* **Recorded data**:
══════════════════════════════
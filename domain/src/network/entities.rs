//! Network aggregate: agents, topology, and agreement.

use super::agreement::{AgreementMatrix, CanonicalPair};
use super::topology::{Topology, TopologySpec};
use crate::agent::entities::{Agent, DEFAULT_ROUND_CEILING};
use crate::agent::value_objects::{AgentId, CapabilityRank, RankRange};
use crate::core::error::DomainError;
use std::collections::{BTreeMap, BTreeSet};

/// A fixed population of agents wired into an undirected topology.
///
/// The network owns every agent. Edges are fixed at construction; only
/// agent state and agreement flags change afterwards.
#[derive(Debug, Clone, PartialEq, Eq)]
pub struct Network {
    name: String,
    agents: BTreeMap<AgentId, Agent>,
    topology: Topology,
    agreement: AgreementMatrix,
}

impl Network {
    /// Build a network with the default round ceiling.
    pub fn new(spec: &TopologySpec, ranks: &RankRange) -> Result<Self, DomainError> {
        Self::with_round_ceiling(spec, ranks, DEFAULT_ROUND_CEILING)
    }

    /// Build a network; every agent gets the same round ceiling.
    pub fn with_round_ceiling(
        spec: &TopologySpec,
        ranks: &RankRange,
        round_ceiling: u32,
    ) -> Result<Self, DomainError> {
        if spec.nodes.is_empty() {
            return Err(DomainError::EmptyTopology(spec.name.clone()));
        }
        let topology = Topology::new(spec.nodes.iter().map(|n| n.id), &spec.edges)?;

        let agents = spec
            .nodes
            .iter()
            .map(|node| {
                let rank = CapabilityRank::new(node.id, node.capability, ranks)?;
                Ok((node.id, Agent::with_round_ceiling(node.id, rank, round_ceiling)))
            })
            .collect::<Result<BTreeMap<_, _>, DomainError>>()?;

        let agreement = AgreementMatrix::new(topology.edges());

        Ok(Self {
            name: spec.name.clone(),
            agents,
            topology,
            agreement,
        })
    }

    pub fn name(&self) -> &str {
        &self.name
    }

    // ==================== Agents ====================

    pub fn agent(&self, id: AgentId) -> Result<&Agent, DomainError> {
        self.agents.get(&id).ok_or(DomainError::UnknownAgent(id))
    }

    pub fn agent_mut(&mut self, id: AgentId) -> Result<&mut Agent, DomainError> {
        self.agents.get_mut(&id).ok_or(DomainError::UnknownAgent(id))
    }

    /// Agents in ascending id order.
    pub fn agents(&self) -> impl Iterator<Item = &Agent> {
        self.agents.values()
    }

    pub fn agent_ids(&self) -> Vec<AgentId> {
        self.agents.keys().copied().collect()
    }

    pub fn len(&self) -> usize {
        self.agents.len()
    }

    pub fn is_empty(&self) -> bool {
        self.agents.is_empty()
    }

    pub fn active_count(&self) -> usize {
        self.agents.values().filter(|a| a.is_active()).count()
    }

    /// The answer every agent holds, if they all hold the same non-empty one.
    pub fn consensus_answer(&self) -> Option<&str> {
        let mut answers = self.agents.values().map(|a| a.current_answer());
        let first = answers.next()??;
        if first.trim().is_empty() {
            return None;
        }
        answers.all(|a| a == Some(first)).then_some(first)
    }

    // ==================== Topology ====================

    pub fn neighbors(&self, id: AgentId) -> Result<&BTreeSet<AgentId>, DomainError> {
        self.topology.neighbors(id)
    }

    pub fn edges(&self) -> Vec<CanonicalPair> {
        self.topology.edges()
    }

    pub fn is_edge(&self, a: AgentId, b: AgentId) -> bool {
        self.topology.is_edge(a, b)
    }

    // ==================== Agreement ====================

    /// Write agreement for the canonical pair `(a, b)`.
    pub fn update_agreement(
        &mut self,
        a: AgentId,
        b: AgentId,
        value: bool,
    ) -> Result<(), DomainError> {
        self.ensure_known(a)?;
        self.ensure_known(b)?;
        if !self.agreement.set(a, b, value) {
            return Err(DomainError::NotAnEdge(a, b));
        }
        Ok(())
    }

    /// Last-known agreement between `a` and `b` (`None` for non-edges).
    pub fn agreement(&self, a: AgentId, b: AgentId) -> Result<Option<bool>, DomainError> {
        self.ensure_known(a)?;
        self.ensure_known(b)?;
        Ok(self.agreement.get(a, b))
    }

    /// `true` iff the canonical entry is absent or `false`.
    pub fn agents_disagree(&self, a: AgentId, b: AgentId) -> Result<bool, DomainError> {
        Ok(self.agreement(a, b)? != Some(true))
    }

    /// Settled iff every edge between two active agents has agreement `true`.
    ///
    /// Edges with an inactive endpoint are ignored; zero or one active agents
    /// is trivially settled.
    pub fn is_settled(&self) -> bool {
        if self.active_count() <= 1 {
            return true;
        }
        self.agreement.iter().all(|(pair, agreed)| {
            agreed || !(self.is_active(pair.low()) && self.is_active(pair.high()))
        })
    }

    /// Reset every agent and all agreement; topology is preserved.
    pub fn reset(&mut self) {
        self.agents.values_mut().for_each(Agent::reset);
        self.agreement.clear();
    }

    fn is_active(&self, id: AgentId) -> bool {
        self.agents.get(&id).is_some_and(Agent::is_active)
    }

    fn ensure_known(&self, id: AgentId) -> Result<(), DomainError> {
        if self.topology.contains(id) {
            Ok(())
        } else {
            Err(DomainError::UnknownAgent(id))
        }
    }
}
══════════════════════════════
* **Exercise directions**: Which lines in the records above include the word "nodes"? Copy them out.

* **Written answer**:
        if spec.nodes.is_empty() {
        let topology = Topology::new(spec.nodes.iter().map(|n| n.id), &spec.edges)?;
            .nodes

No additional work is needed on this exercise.